In Vermont, providing early access to buprenorphine helped people stay off drugs and also reduced psychological symptoms such as anxiety and depression, which come with fighting addiction, researchers said.
"If you just give them some medication that eradicates their illicit drug use and criminal activity, then you may see some pretty impressive psychological benefits from giving them treatment they want but can't access," said lead researcher Stacey Sigmon. She's a research associate professor of psychology and psychiatry at the University of Vermont.
The United States is in the grip of an "epidemic" of opioid addiction, according to the U.S. Centers for Disease Control and Prevention. Every day, 91 Americans die from an opioid overdose.

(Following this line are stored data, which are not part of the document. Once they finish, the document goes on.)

//! Session issuance, lookup with rolling refresh, and sign-out.

use cookie::Cookie;
use time::OffsetDateTime;

use crate::callbacks::{AuthEvent, JwtContext, JwtTrigger, SessionSource, SignOutSubject};
use crate::config::{AuthOptions, SessionStrategy};
use crate::cookies::{self, RequestCookies};
use crate::error::Error;
use crate::jwt::{self, JwtClaims};
use crate::types::{
    Account, Profile, Session, SessionRecord, SessionToken, SessionUser, User, UserId,
};

/// Result of reading the session cookie.
#[derive(Debug, Default)]
pub struct SessionLookup {
    pub session: Option<Session>,
    /// Refreshed or cleared session cookies to send back.
    pub cookies: Vec<Cookie<'static>>,
}

/// Result of sign-out. The cookies are always present, even when `error` is set.
#[derive(Debug)]
pub struct SignOutOutcome {
    pub cookies: Vec<Cookie<'static>>,
    pub error: Option<Error>,
}

/// Whether a `database` session is due for an expiry extension.
///
/// The session was last extended at `expires - max_age`; it is due once
/// `update_age` has passed since then.
pub(crate) fn refresh_due(
    options: &AuthOptions,
    expires: OffsetDateTime,
    now: OffsetDateTime,
) -> bool {
    expires - options.session.max_age + options.session.update_age <= now
}

fn session_cookie_name(options: &AuthOptions) -> &str {
    &options.cookies.names.session_token
}

fn read_session_cookie(options: &AuthOptions, cookies: &RequestCookies) -> Option<String> {
    match cookies::reassemble(session_cookie_name(options), cookies) {
        Ok(value) => value.filter(|v| !v.is_empty()),
        Err(e) => {
            tracing::warn!(error = %e, "Session cookie could not be reassembled");
            None
        }
    }
}

/// Issues a session for `user` and returns the cookies that carry it.
///
/// # Errors
///
/// Returns [`Error::InvalidSession`] if the JWT cannot be signed, or
/// [`Error::Adapter`] if the session record cannot be stored.
pub async fn issue(
    options: &AuthOptions,
    user: &User,
    account: Option<&Account>,
    profile: Option<&Profile>,
    is_new_user: bool,
    existing: &RequestCookies,
) -> Result<Vec<Cookie<'static>>, Error> {
    let name = session_cookie_name(options);
    let max_age = options.session.max_age;

    match options.session.strategy {
        SessionStrategy::Jwt => {
            let ctx = JwtContext {
                trigger: if is_new_user {
                    JwtTrigger::SignUp
                } else {
                    JwtTrigger::SignIn
                },
                user: Some(user),
                account,
                profile,
            };
            let claims = options.callbacks.jwt(JwtClaims::from_user(user), &ctx);
            let token = jwt::encode(&claims, &options.secrets, name, max_age)?;
            Ok(options.cookies.chunked(name, &token, Some(max_age), existing))
        }
        SessionStrategy::Database => {
            let adapter = options.adapter()?;
            let record = adapter
                .create_session(SessionRecord {
                    session_token: SessionToken::generate(),
                    user_id: user.id.clone(),
                    expires: OffsetDateTime::now_utc() + max_age,
                })
                .await?;
            Ok(options.cookies.chunked(
                name,
                record.session_token.as_str(),
                Some(max_age),
                existing,
            ))
        }
    }
}

/// Looks up and validates a `database` session.
///
/// # Errors
///
/// Returns [`Error::SessionExpired`] when the record is missing or past its
/// expiry (an expired record is deleted), or [`Error::Adapter`].
pub(crate) async fn load_database_session(
    options: &AuthOptions,
    token: &SessionToken,
) -> Result<(SessionRecord, User), Error> {
    let adapter = options.adapter()?;
    let (record, user) = adapter
        .get_session_and_user(token)
        .await?
        .ok_or(Error::SessionExpired)?;
    if record.expires <= OffsetDateTime::now_utc() {
        adapter.delete_session(token).await?;
        return Err(Error::SessionExpired);
    }
    Ok((record, user))
}

/// Reads the session cookie and returns the public session.
///
/// `jwt`: the token is decoded, reshaped by the `jwt` and `session`
/// callbacks, and re-issued with a fresh expiry. `database`: the record is
/// loaded and its expiry extended once `update_age` has elapsed. An invalid
/// or expired session clears the cookie and yields no session.
///
/// # Errors
///
/// Returns [`Error::Adapter`] if storage fails, or [`Error::InvalidSession`]
/// if the refreshed JWT cannot be signed.
pub async fn get_session(
    options: &AuthOptions,
    cookies: &RequestCookies,
) -> Result<SessionLookup, Error> {
    let Some(value) = read_session_cookie(options, cookies) else {
        return Ok(SessionLookup::default());
    };
    let name = session_cookie_name(options);
    let max_age = options.session.max_age;

    match options.session.strategy {
        SessionStrategy::Jwt => {
            let claims = match jwt::decode(&value, &options.secrets, name) {
                Ok(claims) => claims,
                Err(e) => {
                    tracing::debug!(error = %e, "Discarding invalid session token");
                    return Ok(SessionLookup {
                        session: None,
                        cookies: options.cookies.clear_chunked(name, cookies),
                    });
                }
            };

            let ctx = JwtContext {
                trigger: JwtTrigger::Session,
                user: None,
                account: None,
                profile: None,
            };
            let claims = options.callbacks.jwt(claims, &ctx);
            let expires = OffsetDateTime::now_utc() + max_age;
            let session = options
                .callbacks
                .session(claims.to_session(expires), SessionSource::Jwt(&claims));

            let token = jwt::encode(&claims, &options.secrets, name, max_age)?;
            options.events.emit(&AuthEvent::Session(&session));
            Ok(SessionLookup {
                session: Some(session),
                cookies: options.cookies.chunked(name, &token, Some(max_age), cookies),
            })
        }
        SessionStrategy::Database => {
            let token = SessionToken(value);
            let (mut record, user) = match load_database_session(options, &token).await {
                Ok(found) => found,
                Err(Error::SessionExpired) => {
                    return Ok(SessionLookup {
                        session: None,
                        cookies: options.cookies.clear_chunked(name, cookies),
                    });
                }
                Err(e) => return Err(e),
            };

            let now = OffsetDateTime::now_utc();
            let mut out = Vec::new();
            if refresh_due(options, record.expires, now) {
                let extended = now + max_age;
                options
                    .adapter()?
                    .update_session_expiry(&token, extended)
                    .await?;
                record.expires = extended;
                out = options
                    .cookies
                    .chunked(name, token.as_str(), Some(max_age), cookies);
                tracing::debug!(user_id = %user.id, "Extended session expiry");
            }

            let session = Session {
                user: SessionUser {
                    id: Some(user.id.0.clone()),
                    name: user.name.clone(),
                    email: user.email.clone(),
                    image: user.image.clone(),
                },
                expires: record.expires,
            };
            let session = options
                .callbacks
                .session(session, SessionSource::Database(&user));
            options.events.emit(&AuthEvent::Session(&session));
            Ok(SessionLookup {
                session: Some(session),
                cookies: out,
            })
        }
    }
}

/// The currently signed-in user, if any. Lookup failures yield `None`.
pub(crate) async fn current_user(options: &AuthOptions, cookies: &RequestCookies) -> Option<User> {
    let value = read_session_cookie(options, cookies)?;
    match options.session.strategy {
        SessionStrategy::Jwt => {
            let claims =
                jwt::decode(&value, &options.secrets, session_cookie_name(options)).ok()?;
            Some(User {
                id: UserId(claims.sub?),
                name: claims.name,
                email: claims.email,
                email_verified: None,
                image: claims.picture,
            })
        }
        SessionStrategy::Database => {
            load_database_session(options, &SessionToken(value))
                .await
                .ok()
                .map(|(_, user)| user)
        }
    }
}

/// Ends the session.
///
/// `jwt`: the token is decoded best-effort for the `sign_out` event.
/// `database`: the record is deleted; a storage failure is reported in
/// [`SignOutOutcome::error`]. The session cookie and its chunks are cleared
/// in every case.
pub async fn sign_out(options: &AuthOptions, cookies: &RequestCookies) -> SignOutOutcome {
    let name = session_cookie_name(options);
    let clear = options.cookies.clear_chunked(name, cookies);
    let value = read_session_cookie(options, cookies);

    let error = match options.session.strategy {
        SessionStrategy::Jwt => {
            let claims = value
                .as_deref()
                .and_then(|token| jwt::decode(token, &options.secrets, name).ok());
            options
                .events
                .emit(&AuthEvent::SignOut(SignOutSubject::Jwt(claims.as_ref())));
            None
        }
        SessionStrategy::Database => {
            let token = value.map(SessionToken);
            let mut error = None;
            if let Some(token) = &token {
                let deleted = match options.adapter() {
                    Ok(adapter) => adapter.delete_session(token).await,
                    Err(e) => Err(e),
                };
                if let Err(e) = deleted {
                    tracing::warn!(error = %e, "Session deletion failed during sign-out");
                    error = Some(Error::SignOut(e.to_string()));
                }
            }
            options
                .events
                .emit(&AuthEvent::SignOut(SignOutSubject::Database(token.as_ref())));
            error
        }
    };

    SignOutOutcome {
        cookies: clear,
        error,
    }
}
//! Ready-made descriptors for common identity providers.

use serde_json::Value;
use url::Url;

use crate::error::Error;
use crate::provider::{OAuthProvider, string_claim};
use crate::types::{Profile, TokenSet};

fn endpoint(s: &str) -> Url {
    s.parse().expect("valid provider endpoint")
}

/// GitHub (OAuth 2.0). Profile comes from `GET /user`.
#[must_use]
pub fn github(client_id: impl Into<String>, client_secret: impl Into<String>) -> OAuthProvider {
    OAuthProvider::oauth(
        "github",
        "GitHub",
        client_id,
        endpoint("https://github.com/login/oauth/authorize"),
        endpoint("https://github.com/login/oauth/access_token"),
        endpoint("https://api.github.com/user"),
    )
    .with_client_secret(client_secret)
    .with_scope("read:user user:email")
    .with_profile(github_profile)
}

fn github_profile(raw: &Value, _tokens: &TokenSet) -> Result<Profile, Error> {
    let id = string_claim(raw, "id").ok_or_else(|| Error::OAuthCallback {
        operation: "profile mapping",
        status: None,
        detail: "GitHub profile has no id".into(),
    })?;
    Ok(Profile {
        id,
        name: string_claim(raw, "name").or_else(|| string_claim(raw, "login")),
        email: string_claim(raw, "email"),
        image: string_claim(raw, "avatar_url"),
    })
}

/// Google (OpenID Connect). Email account linking stays off unless the
/// caller opts in with
/// [`with_dangerous_email_account_linking`](OAuthProvider::with_dangerous_email_account_linking).
#[must_use]
pub fn google(client_id: impl Into<String>, client_secret: impl Into<String>) -> OAuthProvider {
    OAuthProvider::oidc(
        "google",
        "Google",
        client_id,
        "https://accounts.google.com",
        endpoint("https://accounts.google.com/o/oauth2/v2/auth"),
        endpoint("https://oauth2.googleapis.com/token"),
        endpoint("https://www.googleapis.com/oauth2/v3/certs"),
    )
    .with_client_secret(client_secret)
}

Stricter regulation has reduced access to prescription painkilling opioids such as oxycodone (OxyContin), sending addicts to the street to purchase heroin and synthetic opioids such as fentanyl. The death rate from fentanyl overdose doubled between 2013 and 2014, the CDC said, while heroin caused nearly one out of every four overdose deaths in 2014.

Despite this, only 21 percent of people addicted to opioids in the United States received any treatment between 2009 and 2013, the study authors said in background notes.
Hoping to boost treatment rates, the Gloucester police said they would no longer criminalize addiction. While still enforcing laws against drug sales, the police promised that people who came to them seeking treatment would not be arrested, but instead would be immediately referred to a program, Rosenbloom said.
Within the first year, 376 addicts sought assistance from the police, said lead researcher Dr. Davida Schiff, a pediatrician at Boston Medical Center.
"Gloucester created a model where people felt they could come and get the help they really needed," Schiff said.
Programs similar to their Angel Program have since been adopted by 153 other police departments in 28 states, the study authors said.
For the Vermont study, 25 people were randomly assigned to receive daily buprenorphine treatment while they awaited entry into a treatment program.
Buprenorphine acts on the same brain receptors targeted by heroin and morphine, reducing drug cravings without the same intense intoxication normally caused by opioids, according to the U.S. National Institute on Drug Use.
Participants were given a secure computerized dispenser that released each day's dose during a pre-programmed three-hour window, Sigmon said. They also received daily calls from a computerized phone bank to assess their cravings and drug use.
Nearly nine out of 10 people who got buprenorphine tested drug-free after waiting a month for treatment, the researchers found. And 68 percent of the participants were drug-free even after three months on a waitlist.
"I think there's a lot of potential for clinics offering this," Sigmon said.
Emily Feinstein is director of health law and policy with the U.S. National Center on Addiction and Substance Abuse.
"Programs that offer immediate help can capitalize on the moment when a person is motivated to enter treatment and are likely to have better outcomes," Feinstein said.
"We encourage states and cities to examine the barriers faced by their local population and to design tailored programs that facilitate the immediate initiation of medication to treat opioid use disorder as well as appropriate behavioral therapy," she added.